[Saved entries]
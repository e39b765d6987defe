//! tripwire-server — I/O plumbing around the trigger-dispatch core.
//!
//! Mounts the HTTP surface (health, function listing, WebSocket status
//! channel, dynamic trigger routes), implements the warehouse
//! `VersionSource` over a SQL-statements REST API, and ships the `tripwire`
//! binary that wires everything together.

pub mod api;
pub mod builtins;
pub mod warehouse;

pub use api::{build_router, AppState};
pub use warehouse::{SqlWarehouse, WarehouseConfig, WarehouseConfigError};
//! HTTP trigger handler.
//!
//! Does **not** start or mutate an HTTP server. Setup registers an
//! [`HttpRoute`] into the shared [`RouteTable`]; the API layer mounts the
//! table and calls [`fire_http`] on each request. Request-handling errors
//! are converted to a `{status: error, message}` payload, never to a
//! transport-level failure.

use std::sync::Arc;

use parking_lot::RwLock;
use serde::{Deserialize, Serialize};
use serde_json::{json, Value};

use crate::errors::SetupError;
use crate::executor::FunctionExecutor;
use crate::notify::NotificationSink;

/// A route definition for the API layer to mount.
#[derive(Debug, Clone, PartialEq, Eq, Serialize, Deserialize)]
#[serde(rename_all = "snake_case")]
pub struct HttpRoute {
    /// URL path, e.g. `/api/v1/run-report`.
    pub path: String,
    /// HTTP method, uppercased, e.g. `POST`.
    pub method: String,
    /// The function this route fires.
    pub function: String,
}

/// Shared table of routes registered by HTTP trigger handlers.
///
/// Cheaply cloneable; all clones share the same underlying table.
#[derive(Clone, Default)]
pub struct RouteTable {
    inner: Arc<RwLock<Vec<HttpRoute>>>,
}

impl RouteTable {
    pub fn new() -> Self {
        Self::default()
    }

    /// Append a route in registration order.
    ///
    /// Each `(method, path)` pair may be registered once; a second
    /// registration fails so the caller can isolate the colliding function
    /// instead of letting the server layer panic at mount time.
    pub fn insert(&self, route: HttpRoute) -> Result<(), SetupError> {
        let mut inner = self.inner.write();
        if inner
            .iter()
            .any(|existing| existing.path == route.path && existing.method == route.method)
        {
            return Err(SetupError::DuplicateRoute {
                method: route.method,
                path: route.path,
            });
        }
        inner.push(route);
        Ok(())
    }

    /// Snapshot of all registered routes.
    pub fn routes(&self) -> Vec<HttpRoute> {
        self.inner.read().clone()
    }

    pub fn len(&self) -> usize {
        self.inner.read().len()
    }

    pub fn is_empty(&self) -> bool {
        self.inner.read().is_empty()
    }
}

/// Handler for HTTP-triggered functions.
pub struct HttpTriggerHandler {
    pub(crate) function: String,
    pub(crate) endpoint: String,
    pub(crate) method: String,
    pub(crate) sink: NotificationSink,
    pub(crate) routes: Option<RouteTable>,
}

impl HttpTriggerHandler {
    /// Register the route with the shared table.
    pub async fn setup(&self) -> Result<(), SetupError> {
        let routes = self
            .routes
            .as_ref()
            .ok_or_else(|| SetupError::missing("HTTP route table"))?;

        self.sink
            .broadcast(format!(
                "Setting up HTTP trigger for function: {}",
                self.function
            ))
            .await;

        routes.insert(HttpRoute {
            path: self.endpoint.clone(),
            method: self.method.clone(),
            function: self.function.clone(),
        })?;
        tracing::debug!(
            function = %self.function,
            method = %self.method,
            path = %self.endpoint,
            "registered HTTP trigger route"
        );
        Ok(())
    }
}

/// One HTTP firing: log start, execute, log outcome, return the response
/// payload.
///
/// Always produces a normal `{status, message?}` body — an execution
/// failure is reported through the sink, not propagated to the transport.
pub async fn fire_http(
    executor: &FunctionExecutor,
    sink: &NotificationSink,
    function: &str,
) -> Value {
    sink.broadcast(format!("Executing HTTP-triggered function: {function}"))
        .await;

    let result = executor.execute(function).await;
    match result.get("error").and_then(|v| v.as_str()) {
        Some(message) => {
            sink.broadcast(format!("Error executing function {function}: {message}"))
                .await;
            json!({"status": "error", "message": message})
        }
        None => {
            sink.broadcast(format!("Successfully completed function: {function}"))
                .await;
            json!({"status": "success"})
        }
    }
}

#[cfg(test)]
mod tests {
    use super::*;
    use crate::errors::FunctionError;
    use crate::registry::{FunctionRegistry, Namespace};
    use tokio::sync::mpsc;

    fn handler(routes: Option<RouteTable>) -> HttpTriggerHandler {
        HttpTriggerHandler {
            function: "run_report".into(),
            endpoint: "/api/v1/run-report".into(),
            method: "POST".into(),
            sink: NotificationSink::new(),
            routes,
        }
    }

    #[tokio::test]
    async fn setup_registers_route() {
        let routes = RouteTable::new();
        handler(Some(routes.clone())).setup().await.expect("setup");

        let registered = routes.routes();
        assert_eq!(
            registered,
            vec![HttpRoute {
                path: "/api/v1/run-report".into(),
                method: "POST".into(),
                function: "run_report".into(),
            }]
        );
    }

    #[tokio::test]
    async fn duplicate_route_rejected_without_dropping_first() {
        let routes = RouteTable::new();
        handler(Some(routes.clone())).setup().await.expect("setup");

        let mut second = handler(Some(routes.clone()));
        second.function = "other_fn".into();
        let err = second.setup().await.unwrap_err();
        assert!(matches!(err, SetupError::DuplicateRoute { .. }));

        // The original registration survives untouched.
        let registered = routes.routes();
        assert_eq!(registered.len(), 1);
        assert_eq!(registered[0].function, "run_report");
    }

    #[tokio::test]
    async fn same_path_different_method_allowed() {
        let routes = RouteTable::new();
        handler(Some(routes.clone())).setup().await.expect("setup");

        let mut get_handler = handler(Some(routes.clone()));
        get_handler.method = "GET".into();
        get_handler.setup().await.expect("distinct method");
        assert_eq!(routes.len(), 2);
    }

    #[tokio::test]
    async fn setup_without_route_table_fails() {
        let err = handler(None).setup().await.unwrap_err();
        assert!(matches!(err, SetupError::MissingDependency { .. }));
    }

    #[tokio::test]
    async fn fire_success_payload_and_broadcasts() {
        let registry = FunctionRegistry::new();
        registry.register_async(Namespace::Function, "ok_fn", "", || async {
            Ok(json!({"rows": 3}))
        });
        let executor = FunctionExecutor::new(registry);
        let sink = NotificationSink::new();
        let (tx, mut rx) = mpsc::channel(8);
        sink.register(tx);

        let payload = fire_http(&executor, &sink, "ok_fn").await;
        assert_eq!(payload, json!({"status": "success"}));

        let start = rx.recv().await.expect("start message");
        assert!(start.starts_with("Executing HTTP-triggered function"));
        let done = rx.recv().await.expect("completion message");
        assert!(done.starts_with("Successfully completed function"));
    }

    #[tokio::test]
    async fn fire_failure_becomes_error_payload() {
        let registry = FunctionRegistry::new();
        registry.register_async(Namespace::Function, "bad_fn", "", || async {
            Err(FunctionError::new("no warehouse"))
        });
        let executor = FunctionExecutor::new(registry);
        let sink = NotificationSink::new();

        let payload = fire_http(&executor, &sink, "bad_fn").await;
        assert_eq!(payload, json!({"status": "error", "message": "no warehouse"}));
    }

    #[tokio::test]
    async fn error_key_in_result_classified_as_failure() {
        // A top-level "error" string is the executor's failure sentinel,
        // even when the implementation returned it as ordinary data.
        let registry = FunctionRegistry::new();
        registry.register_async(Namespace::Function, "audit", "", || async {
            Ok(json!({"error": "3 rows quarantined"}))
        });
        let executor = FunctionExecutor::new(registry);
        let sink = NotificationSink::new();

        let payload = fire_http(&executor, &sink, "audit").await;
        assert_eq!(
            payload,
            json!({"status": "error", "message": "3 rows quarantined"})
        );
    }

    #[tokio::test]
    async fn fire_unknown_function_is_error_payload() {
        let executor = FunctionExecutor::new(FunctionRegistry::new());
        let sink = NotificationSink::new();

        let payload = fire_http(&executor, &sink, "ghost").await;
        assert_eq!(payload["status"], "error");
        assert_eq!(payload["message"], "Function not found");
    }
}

▶ **PROBLEM TO SOLVE**: Look through the records and copy down every line that holds "tripwire".

▶ **REPLY**:
//! tripwire-server — I/O plumbing around the trigger-dispatch core.
//! `VersionSource` over a SQL-statements REST API, and ships the `tripwire`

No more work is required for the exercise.